I discovered Jan Mark thanks to Robin Klein, who was my absolute favourite Australian children’s author growing up. I discovered Robin through my friend Cassandra Golds and the team at The School Magazine, which has been recommending brilliant books to children in New South Wales for a hundred years.
The Australian writer Robin Klein, who introduced me to Jan Mark.
More recently, I discovered Iris Murdoch through Anne Tyler and Sophie Hannah. Now, I’d always known about Murdoch, but had never found a way in. And then I read a small paragraph in the Guardian in which Anne Tyler wrote about A Word Child …
‘I love this book. I consider it an exceptionally warm novel – not an adjective you’d usually associate with an author as cerebral as Murdoch … what fixed it in my mind forever was the breathtaking moment when the entire pattern of her hero’s life was revealed for the first time.’
Tyler didn’t disclose that moment, because she wanted people to discover it, and nor will I – except to say it is breathtaking and a formidable piece of plotting.
Reading Iris Murdoch has been one of the most enriching experiences of my life. I’ve still read very few of her books, perhaps one per summer when I have time on holiday to immerse myself in the thoroughness of her worlds. I have time to grapple with the philosophy – just – but also the complexity of characters.

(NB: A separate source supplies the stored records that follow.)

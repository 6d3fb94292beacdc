//! Human-in-the-loop confirmation over the context relay.
//!
//! The origin context creates a request with a fresh id, dispatches it over
//! the page relay, and waits. A reply carrying the same id resolves that
//! request and no other. A request that is not answered in time, or whose
//! reply path breaks first, resolves to the caller-supplied fallback.
//!
//! ```text
//! CREATED -> AWAITING_REPLY -> RESOLVED | TIMED_OUT | FAULTED
//! ```

use crate::config::ConfirmationConfig;
use crate::error::{Result, WatchError};
use crate::relay::{send_or_log, PageMessage, Relay, ReplyMessage};
use crate::types::{Capability, ConfirmationRequest, ConfirmationResponse, Decision};
use async_trait::async_trait;
use std::collections::HashMap;
use std::sync::atomic::{AtomicBool, Ordering};
use std::sync::Arc;
use std::time::Duration;
use tokio::sync::{mpsc, oneshot, Mutex};
use tokio::task::JoinHandle;
use tokio::time::timeout;

/// How a confirmation request ended
#[derive(Debug, Clone, Copy, PartialEq, Eq)]
pub enum ConfirmationOutcome {
    /// A matching reply arrived
    Resolved(Decision),
    /// No reply within the bound; carries the fallback
    TimedOut(Decision),
    /// Dispatch or reply path failed first; carries the fallback
    Faulted(Decision),
}

impl ConfirmationOutcome {
    /// The decision to act on
    pub fn decision(&self) -> Decision {
        match self {
            Self::Resolved(d) | Self::TimedOut(d) | Self::Faulted(d) => *d,
        }
    }

    pub fn is_resolved(&self) -> bool {
        matches!(self, Self::Resolved(_))
    }
}

/// Origin-side confirmation manager
///
/// Tracks outstanding requests keyed by id and matches incoming replies to
/// them.
pub struct ConfirmationManager {
    relay: Arc<dyn Relay<PageMessage>>,
    /// Outstanding requests keyed by confirmation id
    pending: Mutex<HashMap<String, oneshot::Sender<Decision>>>,
    timeout: Duration,
    fallback: Decision,
    /// Set once the reply channel has closed
    replies_closed: AtomicBool,
}

impl ConfirmationManager {
    pub fn new(relay: Arc<dyn Relay<PageMessage>>, timeout: Duration, fallback: Decision) -> Self {
        Self {
            relay,
            pending: Mutex::new(HashMap::new()),
            timeout,
            fallback,
            replies_closed: AtomicBool::new(false),
        }
    }

    pub fn from_config(relay: Arc<dyn Relay<PageMessage>>, config: &ConfirmationConfig) -> Self {
        Self::new(relay, Duration::from_secs(config.timeout_secs), config.fallback)
    }

    /// Ask for a decision using the configured fallback
    pub async fn request(
        &self,
        app_name: &str,
        capability: Capability,
        risk_summary: &str,
    ) -> ConfirmationOutcome {
        self.request_with_fallback(app_name, capability, risk_summary, self.fallback)
            .await
    }

    /// Ask for a decision, applying `fallback` on timeout or fault
    pub async fn request_with_fallback(
        &self,
        app_name: &str,
        capability: Capability,
        risk_summary: &str,
        fallback: Decision,
    ) -> ConfirmationOutcome {
        let (tx, rx) = oneshot::channel();
        let id = {
            let mut pending = self.pending.lock().await;
            // run_replies sets the flag before cancel_all takes this lock
            if self.replies_closed.load(Ordering::Acquire) {
                tracing::warn!(app = app_name, "Reply channel closed, confirmation faulted");
                return ConfirmationOutcome::Faulted(fallback);
            }
            let mut id = new_confirmation_id();
            while pending.contains_key(&id) {
                id = new_confirmation_id();
            }
            pending.insert(id.clone(), tx);
            id
        };

        let request = ConfirmationRequest {
            id: id.clone(),
            app_name: app_name.to_string(),
            capability,
            risk_summary: risk_summary.to_string(),
        };

        if !send_or_log(self.relay.as_ref(), PageMessage::Confirm(request), "confirmation request") {
            self.pending.lock().await.remove(&id);
            return ConfirmationOutcome::Faulted(fallback);
        }

        let outcome = match timeout(self.timeout, rx).await {
            Ok(Ok(decision)) => ConfirmationOutcome::Resolved(decision),
            Ok(Err(_)) => {
                tracing::warn!(confirmation_id = %id, "Confirmation reply path closed");
                ConfirmationOutcome::Faulted(fallback)
            }
            Err(_) => {
                tracing::warn!(
                    confirmation_id = %id,
                    timeout_ms = self.timeout.as_millis() as u64,
                    fallback = ?fallback,
                    "Confirmation timed out"
                );
                ConfirmationOutcome::TimedOut(fallback)
            }
        };

        self.pending.lock().await.remove(&id);
        outcome
    }

    /// Resolve the request with the response's id
    ///
    /// Returns `false` when no such request is outstanding.
    pub async fn resolve(&self, response: ConfirmationResponse) -> bool {
        let responder = self.pending.lock().await.remove(&response.id);

        match responder {
            Some(responder) => {
                tracing::info!(
                    confirmation_id = %response.id,
                    decision = ?response.decision,
                    "Confirmation resolved"
                );
                responder.send(response.decision).is_ok()
            }
            None => {
                tracing::debug!(
                    confirmation_id = %response.id,
                    "Reply for unknown or finished confirmation ignored"
                );
                false
            }
        }
    }

    /// Consume replies until the channel closes, then fault everything
    pub async fn run_replies(&self, mut replies: mpsc::Receiver<ReplyMessage>) {
        while let Some(message) = replies.recv().await {
            match message {
                ReplyMessage::Confirmation(response) => {
                    self.resolve(response).await;
                }
            }
        }

        self.replies_closed.store(true, Ordering::Release);
        let count = self.cancel_all().await;
        tracing::warn!(outstanding = count, "Reply channel closed");
    }

    /// Spawn [`run_replies`](Self::run_replies) on its own task
    pub fn spawn_reply_pump(self: &Arc<Self>, replies: mpsc::Receiver<ReplyMessage>) -> JoinHandle<()> {
        let this = self.clone();
        tokio::spawn(async move { this.run_replies(replies).await })
    }

    /// Fault all outstanding requests, returning how many there were
    pub async fn cancel_all(&self) -> usize {
        let mut pending = self.pending.lock().await;
        let count = pending.len();
        // dropping the senders wakes every waiter with a closed channel
        pending.clear();
        if count > 0 {
            tracing::info!(count = count, "Cancelled pending confirmations");
        }
        count
    }

    pub async fn pending_count(&self) -> usize {
        self.pending.lock().await.len()
    }
}

fn new_confirmation_id() -> String {
    format!("cfm-{}", uuid::Uuid::new_v4())
}

/// Human-readable prompt for a confirmation request
#[derive(Debug, Clone, PartialEq, Eq)]
pub struct ConfirmationPrompt {
    pub app: String,
    pub perm: String,
    pub risk: String,
}

impl ConfirmationPrompt {
    pub fn render(&self) -> String {
        format!(
            "{} requests {}. Risk score: {}. Allow?",
            self.app, self.perm, self.risk
        )
    }
}

impl From<&ConfirmationRequest> for ConfirmationPrompt {
    fn from(request: &ConfirmationRequest) -> Self {
        Self {
            app: request.app_name.clone(),
            perm: request.capability.to_string(),
            risk: request.risk_summary.clone(),
        }
    }
}

/// The place a human answers confirmation prompts
#[async_trait]
pub trait ConfirmationSurface: Send + Sync {
    async fn ask(&self, prompt: &ConfirmationPrompt) -> Result<Decision>;
}

/// Surface that answers every prompt with the same decision
///
/// For headless deployments and tests.
#[derive(Debug, Clone, Copy)]
pub struct FixedSurface {
    decision: Decision,
}

impl FixedSurface {
    pub fn new(decision: Decision) -> Self {
        Self { decision }
    }
}

#[async_trait]
impl ConfirmationSurface for FixedSurface {
    async fn ask(&self, prompt: &ConfirmationPrompt) -> Result<Decision> {
        tracing::debug!(prompt = %prompt.render(), decision = ?self.decision, "Auto-answered confirmation");
        Ok(self.decision)
    }
}

/// Surface with no human attached; every prompt fails
#[derive(Debug, Clone, Copy, Default)]
pub struct UnattendedSurface;

#[async_trait]
impl ConfirmationSurface for UnattendedSurface {
    async fn ask(&self, _prompt: &ConfirmationPrompt) -> Result<Decision> {
        Err(WatchError::Timeout("no confirmation surface attached".to_string()))
    }
}

/// Answer a request on its own task and send the reply back
///
/// A failed prompt sends nothing; the origin's timeout then applies.
pub fn spawn_answer(
    surface: Arc<dyn ConfirmationSurface>,
    request: ConfirmationRequest,
    replies: Arc<dyn Relay<ReplyMessage>>,
) -> JoinHandle<()> {
    tokio::spawn(async move {
        let prompt = ConfirmationPrompt::from(&request);
        match surface.ask(&prompt).await {
            Ok(decision) => {
                send_or_log(
                    replies.as_ref(),
                    ReplyMessage::Confirmation(ConfirmationResponse {
                        id: request.id,
                        decision,
                    }),
                    "confirmation reply",
                );
            }
            Err(e) => tracing::warn!(
                confirmation_id = %request.id,
                error = %e,
                "Confirmation prompt failed, no reply sent"
            ),
        }
    })
}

My second Iris Murdoch was The Black Prince, which came by way of Sophie Hannah, who described it as ‘the all-round best novel I have ever read’. She went on to say:
‘Only at the end of the book does the reader discover that it’s also a highly original mystery/crime novel … We know that someone has been murdered and someone is a murderer, but no definite solution is provided … It is up to the reader to decide which voice he or she wants to listen to … Murdoch makes this seem right and proper, because by the time you get to the end, you believe in the world the book has created to such an extent that a neat ending would appear artificial.’
I chose The Bell for my third read, and have several others lined up. I can’t wait to read them. Is it summer yet?
How do you respond to friends’ recommendations? When have you been delighted or disappointed? Or do you prefer to secretly discover books yourself?